-- Input records follows --
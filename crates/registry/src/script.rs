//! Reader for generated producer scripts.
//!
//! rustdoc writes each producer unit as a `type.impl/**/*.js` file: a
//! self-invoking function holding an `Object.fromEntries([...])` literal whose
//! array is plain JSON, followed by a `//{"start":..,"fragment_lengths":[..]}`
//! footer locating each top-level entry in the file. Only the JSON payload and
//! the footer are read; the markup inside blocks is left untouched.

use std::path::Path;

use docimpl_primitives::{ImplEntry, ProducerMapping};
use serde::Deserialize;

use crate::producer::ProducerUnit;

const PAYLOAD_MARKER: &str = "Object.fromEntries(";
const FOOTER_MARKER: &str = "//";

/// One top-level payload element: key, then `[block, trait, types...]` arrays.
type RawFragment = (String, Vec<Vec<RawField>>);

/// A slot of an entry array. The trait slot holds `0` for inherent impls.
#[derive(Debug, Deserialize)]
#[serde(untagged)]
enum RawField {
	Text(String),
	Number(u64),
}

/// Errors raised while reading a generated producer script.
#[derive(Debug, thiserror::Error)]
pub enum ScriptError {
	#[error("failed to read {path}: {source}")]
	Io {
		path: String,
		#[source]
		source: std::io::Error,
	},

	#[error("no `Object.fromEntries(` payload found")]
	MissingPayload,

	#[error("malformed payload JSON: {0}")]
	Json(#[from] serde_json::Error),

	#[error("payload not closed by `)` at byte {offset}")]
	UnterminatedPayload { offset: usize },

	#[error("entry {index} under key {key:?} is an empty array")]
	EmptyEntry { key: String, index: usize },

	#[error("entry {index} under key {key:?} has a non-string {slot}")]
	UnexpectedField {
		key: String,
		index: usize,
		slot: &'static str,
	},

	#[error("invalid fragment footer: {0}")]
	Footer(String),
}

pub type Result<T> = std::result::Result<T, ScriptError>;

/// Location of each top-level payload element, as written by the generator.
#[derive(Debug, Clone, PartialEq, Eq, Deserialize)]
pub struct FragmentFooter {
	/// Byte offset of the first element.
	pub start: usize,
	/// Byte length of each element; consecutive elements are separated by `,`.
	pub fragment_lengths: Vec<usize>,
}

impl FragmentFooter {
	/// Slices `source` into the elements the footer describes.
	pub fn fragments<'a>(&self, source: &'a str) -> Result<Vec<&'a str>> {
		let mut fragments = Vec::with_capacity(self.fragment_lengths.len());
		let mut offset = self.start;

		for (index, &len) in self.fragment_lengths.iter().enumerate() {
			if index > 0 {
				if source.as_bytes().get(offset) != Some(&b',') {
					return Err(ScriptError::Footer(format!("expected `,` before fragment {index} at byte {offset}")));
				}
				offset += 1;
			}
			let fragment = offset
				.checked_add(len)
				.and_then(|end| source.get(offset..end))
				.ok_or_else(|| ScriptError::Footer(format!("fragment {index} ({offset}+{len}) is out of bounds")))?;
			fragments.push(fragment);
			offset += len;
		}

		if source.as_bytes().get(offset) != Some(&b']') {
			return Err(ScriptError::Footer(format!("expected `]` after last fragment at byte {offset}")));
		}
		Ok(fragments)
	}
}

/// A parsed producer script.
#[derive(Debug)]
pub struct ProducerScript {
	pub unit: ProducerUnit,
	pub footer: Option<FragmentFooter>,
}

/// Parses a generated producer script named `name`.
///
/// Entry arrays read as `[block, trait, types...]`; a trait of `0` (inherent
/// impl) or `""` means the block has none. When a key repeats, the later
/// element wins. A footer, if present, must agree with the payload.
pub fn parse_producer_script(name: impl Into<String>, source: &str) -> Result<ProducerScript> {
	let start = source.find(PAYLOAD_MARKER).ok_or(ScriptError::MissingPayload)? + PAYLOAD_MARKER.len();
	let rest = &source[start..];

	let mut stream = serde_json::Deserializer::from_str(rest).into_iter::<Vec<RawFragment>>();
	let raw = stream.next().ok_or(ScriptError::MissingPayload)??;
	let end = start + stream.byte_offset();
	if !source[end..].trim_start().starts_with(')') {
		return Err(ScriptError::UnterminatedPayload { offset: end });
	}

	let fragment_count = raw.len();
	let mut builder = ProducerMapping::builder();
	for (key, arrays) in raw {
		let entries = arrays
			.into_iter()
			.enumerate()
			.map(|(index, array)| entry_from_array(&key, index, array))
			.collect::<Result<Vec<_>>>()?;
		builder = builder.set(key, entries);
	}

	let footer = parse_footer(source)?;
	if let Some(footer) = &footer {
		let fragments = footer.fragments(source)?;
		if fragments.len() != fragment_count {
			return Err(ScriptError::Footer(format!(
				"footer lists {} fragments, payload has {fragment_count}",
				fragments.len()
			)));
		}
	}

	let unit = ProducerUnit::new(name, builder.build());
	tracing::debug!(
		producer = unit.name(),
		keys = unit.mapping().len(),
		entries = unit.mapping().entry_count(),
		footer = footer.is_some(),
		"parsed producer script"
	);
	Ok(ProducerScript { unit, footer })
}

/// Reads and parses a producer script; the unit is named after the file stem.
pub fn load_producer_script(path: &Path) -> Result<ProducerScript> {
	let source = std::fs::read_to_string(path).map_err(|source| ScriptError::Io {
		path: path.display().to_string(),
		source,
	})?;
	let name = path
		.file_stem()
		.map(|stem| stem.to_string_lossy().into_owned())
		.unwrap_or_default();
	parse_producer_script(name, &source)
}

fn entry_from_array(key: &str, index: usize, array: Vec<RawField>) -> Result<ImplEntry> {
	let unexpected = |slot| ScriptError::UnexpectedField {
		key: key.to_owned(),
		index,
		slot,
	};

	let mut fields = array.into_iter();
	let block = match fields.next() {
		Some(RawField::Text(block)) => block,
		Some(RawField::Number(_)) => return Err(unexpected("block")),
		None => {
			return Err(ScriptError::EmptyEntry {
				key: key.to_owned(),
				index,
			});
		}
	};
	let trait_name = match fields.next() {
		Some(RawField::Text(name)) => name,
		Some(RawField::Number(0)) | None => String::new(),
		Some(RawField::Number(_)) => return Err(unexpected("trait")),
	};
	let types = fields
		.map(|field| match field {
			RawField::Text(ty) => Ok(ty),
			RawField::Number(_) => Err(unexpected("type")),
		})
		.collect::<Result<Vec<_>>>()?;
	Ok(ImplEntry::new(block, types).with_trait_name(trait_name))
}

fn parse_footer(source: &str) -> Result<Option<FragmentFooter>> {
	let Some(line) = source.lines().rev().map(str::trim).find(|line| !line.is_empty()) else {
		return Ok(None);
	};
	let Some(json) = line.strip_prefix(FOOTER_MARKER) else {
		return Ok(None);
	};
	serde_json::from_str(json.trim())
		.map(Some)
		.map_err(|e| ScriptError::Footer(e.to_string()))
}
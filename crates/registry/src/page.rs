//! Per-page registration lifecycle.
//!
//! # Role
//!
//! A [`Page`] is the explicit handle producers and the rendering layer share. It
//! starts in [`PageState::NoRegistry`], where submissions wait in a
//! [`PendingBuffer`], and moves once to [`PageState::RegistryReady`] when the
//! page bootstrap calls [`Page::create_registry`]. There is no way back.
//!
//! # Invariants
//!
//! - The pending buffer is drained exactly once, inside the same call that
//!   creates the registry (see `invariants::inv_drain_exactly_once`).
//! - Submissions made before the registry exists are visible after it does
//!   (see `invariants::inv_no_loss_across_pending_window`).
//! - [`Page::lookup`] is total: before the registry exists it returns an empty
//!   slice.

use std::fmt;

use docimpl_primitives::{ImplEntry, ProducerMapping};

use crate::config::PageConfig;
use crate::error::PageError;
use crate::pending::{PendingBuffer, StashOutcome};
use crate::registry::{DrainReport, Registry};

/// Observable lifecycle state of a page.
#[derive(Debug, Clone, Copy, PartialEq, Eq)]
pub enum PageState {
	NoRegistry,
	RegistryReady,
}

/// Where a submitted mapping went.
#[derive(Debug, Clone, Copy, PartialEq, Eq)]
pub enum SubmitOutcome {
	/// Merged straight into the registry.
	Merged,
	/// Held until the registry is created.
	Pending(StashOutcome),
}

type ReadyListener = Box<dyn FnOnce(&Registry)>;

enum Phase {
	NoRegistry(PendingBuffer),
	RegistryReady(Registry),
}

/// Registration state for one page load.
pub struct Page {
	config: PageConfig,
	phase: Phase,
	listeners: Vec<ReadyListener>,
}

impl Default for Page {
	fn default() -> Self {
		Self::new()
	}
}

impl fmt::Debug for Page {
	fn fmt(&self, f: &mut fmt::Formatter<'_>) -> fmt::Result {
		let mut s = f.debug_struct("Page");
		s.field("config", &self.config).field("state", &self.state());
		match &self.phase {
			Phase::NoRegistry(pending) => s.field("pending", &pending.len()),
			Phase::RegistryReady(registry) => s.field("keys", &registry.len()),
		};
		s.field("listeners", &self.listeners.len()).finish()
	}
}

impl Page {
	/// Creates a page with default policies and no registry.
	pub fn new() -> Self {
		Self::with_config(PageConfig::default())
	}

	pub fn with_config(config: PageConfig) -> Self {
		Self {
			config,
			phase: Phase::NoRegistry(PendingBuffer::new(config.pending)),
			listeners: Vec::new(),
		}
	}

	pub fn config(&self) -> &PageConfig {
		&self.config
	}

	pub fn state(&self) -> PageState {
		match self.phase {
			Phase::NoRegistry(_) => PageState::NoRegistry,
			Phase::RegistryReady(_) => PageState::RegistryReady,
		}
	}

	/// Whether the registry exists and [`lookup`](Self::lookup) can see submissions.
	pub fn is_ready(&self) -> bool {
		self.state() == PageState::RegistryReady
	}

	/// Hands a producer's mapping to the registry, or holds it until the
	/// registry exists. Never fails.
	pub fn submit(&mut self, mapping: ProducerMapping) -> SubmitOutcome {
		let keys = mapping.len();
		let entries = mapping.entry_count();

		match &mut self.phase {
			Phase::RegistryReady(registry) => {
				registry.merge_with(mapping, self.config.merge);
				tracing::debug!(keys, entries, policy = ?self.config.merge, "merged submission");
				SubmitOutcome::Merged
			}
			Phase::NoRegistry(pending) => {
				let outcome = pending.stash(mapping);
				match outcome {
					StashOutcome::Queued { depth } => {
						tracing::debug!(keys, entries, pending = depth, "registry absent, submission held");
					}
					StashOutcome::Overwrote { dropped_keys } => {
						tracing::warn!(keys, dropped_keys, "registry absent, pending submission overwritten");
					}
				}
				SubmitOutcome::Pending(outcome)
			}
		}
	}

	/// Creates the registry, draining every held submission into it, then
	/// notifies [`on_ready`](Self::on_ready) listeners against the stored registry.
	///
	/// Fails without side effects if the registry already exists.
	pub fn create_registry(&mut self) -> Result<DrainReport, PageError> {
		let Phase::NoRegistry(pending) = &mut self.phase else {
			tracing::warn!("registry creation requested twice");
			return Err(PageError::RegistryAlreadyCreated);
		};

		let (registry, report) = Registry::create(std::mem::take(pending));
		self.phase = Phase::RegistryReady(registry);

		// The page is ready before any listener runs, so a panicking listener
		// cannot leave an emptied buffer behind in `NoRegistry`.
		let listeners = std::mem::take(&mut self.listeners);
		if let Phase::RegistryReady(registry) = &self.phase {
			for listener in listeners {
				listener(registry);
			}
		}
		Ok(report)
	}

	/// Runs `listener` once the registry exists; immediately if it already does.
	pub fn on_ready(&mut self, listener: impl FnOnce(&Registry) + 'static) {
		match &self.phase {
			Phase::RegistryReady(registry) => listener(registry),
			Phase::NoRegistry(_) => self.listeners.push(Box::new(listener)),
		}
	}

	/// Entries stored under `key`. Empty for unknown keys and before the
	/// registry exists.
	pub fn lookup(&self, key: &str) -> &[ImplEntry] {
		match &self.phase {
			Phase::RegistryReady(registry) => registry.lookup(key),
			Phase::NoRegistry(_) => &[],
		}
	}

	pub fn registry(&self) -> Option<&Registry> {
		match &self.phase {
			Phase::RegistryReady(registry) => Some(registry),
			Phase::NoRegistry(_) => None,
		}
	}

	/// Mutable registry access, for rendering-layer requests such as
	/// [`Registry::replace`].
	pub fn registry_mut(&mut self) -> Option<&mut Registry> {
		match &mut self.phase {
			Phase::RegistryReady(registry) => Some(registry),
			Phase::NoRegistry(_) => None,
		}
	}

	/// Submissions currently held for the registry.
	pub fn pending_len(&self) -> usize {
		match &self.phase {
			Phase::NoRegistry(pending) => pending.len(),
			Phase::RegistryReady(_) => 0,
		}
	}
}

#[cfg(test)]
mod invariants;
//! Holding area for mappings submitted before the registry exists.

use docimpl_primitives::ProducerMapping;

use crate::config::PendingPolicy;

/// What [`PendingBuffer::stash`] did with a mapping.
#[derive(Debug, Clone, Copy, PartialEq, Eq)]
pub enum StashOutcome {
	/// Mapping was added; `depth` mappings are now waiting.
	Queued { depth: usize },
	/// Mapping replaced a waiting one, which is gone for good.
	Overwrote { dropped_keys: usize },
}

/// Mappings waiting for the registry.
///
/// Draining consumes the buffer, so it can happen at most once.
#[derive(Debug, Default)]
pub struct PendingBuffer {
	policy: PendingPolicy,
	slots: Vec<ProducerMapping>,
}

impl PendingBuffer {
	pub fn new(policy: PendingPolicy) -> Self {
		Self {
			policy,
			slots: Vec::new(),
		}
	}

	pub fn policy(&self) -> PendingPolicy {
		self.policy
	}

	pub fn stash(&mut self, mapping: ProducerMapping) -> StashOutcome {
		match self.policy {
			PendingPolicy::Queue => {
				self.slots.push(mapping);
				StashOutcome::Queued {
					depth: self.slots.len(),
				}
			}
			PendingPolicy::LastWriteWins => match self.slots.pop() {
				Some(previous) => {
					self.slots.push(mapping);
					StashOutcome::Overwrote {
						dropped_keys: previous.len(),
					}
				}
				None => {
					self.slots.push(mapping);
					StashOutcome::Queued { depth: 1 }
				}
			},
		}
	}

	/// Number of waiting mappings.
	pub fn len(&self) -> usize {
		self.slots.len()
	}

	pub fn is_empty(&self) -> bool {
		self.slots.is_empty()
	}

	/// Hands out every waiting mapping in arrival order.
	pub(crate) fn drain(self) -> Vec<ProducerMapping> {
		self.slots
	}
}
-- Input records concluded --
-- Input records follows --
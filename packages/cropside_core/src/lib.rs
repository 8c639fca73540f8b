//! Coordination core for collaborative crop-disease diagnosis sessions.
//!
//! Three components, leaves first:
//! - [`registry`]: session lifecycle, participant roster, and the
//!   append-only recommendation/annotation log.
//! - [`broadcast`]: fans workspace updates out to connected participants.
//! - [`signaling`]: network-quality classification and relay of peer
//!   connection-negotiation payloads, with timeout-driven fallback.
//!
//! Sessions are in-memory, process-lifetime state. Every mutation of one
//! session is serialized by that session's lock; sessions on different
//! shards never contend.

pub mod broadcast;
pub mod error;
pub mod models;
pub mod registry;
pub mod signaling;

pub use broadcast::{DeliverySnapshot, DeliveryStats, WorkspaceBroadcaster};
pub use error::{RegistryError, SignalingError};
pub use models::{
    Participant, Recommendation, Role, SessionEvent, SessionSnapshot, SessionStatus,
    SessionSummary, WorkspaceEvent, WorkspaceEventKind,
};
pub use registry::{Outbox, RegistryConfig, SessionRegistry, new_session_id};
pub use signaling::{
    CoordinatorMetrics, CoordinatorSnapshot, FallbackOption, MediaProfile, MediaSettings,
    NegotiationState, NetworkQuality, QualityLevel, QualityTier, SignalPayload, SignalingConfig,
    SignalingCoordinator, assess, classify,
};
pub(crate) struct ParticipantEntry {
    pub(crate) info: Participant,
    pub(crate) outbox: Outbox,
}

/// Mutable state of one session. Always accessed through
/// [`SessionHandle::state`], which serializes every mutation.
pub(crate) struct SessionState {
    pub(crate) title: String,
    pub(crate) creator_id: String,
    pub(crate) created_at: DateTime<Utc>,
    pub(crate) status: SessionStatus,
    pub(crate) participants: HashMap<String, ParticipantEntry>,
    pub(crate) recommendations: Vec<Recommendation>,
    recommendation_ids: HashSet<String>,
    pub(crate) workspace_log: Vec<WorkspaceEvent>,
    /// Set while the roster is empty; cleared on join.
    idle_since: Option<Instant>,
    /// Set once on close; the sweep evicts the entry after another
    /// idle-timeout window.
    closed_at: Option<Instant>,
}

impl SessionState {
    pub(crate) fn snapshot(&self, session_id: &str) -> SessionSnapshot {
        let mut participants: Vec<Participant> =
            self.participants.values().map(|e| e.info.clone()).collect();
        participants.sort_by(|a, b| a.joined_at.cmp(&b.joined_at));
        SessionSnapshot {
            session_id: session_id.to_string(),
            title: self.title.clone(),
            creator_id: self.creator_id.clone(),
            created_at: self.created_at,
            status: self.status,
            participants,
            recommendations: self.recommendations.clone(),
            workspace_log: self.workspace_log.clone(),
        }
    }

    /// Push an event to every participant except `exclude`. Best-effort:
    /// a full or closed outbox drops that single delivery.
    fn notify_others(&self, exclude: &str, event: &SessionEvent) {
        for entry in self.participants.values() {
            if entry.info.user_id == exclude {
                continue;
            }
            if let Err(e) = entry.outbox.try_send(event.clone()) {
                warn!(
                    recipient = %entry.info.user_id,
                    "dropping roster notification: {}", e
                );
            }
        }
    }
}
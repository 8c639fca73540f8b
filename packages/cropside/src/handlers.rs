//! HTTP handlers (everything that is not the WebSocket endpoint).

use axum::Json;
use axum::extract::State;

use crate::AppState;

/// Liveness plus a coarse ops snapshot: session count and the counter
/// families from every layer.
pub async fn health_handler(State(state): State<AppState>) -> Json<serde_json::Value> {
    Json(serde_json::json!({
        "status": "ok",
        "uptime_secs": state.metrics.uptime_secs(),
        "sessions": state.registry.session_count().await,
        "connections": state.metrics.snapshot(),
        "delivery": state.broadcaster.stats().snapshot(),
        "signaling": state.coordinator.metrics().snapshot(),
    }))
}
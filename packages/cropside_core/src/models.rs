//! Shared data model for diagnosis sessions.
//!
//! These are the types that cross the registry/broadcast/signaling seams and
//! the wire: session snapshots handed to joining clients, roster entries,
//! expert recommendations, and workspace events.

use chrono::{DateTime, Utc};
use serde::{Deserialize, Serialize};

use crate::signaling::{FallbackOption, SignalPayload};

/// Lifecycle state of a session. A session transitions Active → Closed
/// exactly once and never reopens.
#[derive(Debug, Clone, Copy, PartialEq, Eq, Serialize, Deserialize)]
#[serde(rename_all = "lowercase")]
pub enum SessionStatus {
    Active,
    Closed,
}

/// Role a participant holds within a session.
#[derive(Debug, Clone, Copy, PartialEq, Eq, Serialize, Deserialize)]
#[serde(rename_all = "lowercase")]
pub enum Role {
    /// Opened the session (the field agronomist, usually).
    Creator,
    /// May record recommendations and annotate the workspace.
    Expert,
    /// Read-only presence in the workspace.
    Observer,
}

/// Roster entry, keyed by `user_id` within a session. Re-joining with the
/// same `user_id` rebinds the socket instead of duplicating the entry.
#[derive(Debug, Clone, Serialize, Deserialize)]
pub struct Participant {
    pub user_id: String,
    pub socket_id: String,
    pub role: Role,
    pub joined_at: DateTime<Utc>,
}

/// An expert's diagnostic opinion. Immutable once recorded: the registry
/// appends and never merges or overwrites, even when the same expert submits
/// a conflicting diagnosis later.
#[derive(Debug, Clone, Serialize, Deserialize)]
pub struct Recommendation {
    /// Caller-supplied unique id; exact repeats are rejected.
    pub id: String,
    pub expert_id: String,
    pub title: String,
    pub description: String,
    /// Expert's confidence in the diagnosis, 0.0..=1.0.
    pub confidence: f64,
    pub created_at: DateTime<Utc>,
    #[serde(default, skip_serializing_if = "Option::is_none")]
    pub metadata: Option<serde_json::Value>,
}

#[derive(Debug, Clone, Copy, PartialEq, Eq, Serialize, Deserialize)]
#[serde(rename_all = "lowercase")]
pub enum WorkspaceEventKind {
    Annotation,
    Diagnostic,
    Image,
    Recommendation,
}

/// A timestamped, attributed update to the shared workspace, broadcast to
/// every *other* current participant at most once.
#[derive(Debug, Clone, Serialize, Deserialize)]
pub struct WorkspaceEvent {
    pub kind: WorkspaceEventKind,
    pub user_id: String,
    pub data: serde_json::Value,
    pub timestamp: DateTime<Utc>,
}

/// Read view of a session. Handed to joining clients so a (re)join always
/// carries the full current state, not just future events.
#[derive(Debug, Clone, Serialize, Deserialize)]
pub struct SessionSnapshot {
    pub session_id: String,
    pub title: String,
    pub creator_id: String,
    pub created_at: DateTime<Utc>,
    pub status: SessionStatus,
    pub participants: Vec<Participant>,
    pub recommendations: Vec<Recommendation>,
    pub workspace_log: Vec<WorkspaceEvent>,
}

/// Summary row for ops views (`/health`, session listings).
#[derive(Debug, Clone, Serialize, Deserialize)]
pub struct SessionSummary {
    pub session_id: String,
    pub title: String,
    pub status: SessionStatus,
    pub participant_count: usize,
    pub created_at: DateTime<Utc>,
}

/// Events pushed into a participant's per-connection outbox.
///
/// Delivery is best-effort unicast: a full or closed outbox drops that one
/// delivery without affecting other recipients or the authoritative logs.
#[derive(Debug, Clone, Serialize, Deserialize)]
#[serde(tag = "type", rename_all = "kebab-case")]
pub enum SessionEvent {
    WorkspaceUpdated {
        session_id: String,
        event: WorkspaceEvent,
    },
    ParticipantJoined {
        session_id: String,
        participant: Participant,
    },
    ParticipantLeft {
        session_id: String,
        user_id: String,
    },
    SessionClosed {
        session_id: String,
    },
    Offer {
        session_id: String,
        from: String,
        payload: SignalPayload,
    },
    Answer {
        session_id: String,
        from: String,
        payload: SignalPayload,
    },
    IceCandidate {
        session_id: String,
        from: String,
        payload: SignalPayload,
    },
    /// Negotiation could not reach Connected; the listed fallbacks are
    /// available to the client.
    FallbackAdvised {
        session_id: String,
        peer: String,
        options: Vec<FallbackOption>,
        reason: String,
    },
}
-- Input records concluded --
Task directions>
Set down, from the entries above, exactly the lines from the one with "filename crates/registry/src/script.rs" up to and including the one with "use crate::producer::ProducerUnit;", and no other lines.

Task answer>
filename crates/registry/src/script.rs
//! Reader for generated producer scripts.
//!
//! rustdoc writes each producer unit as a `type.impl/**/*.js` file: a
//! self-invoking function holding an `Object.fromEntries([...])` literal whose
//! array is plain JSON, followed by a `//{"start":..,"fragment_lengths":[..]}`
//! footer locating each top-level entry in the file. Only the JSON payload and
//! the footer are read; the markup inside blocks is left untouched.

use std::path::Path;

use docimpl_primitives::{ImplEntry, ProducerMapping};
use serde::Deserialize;

use crate::producer::ProducerUnit;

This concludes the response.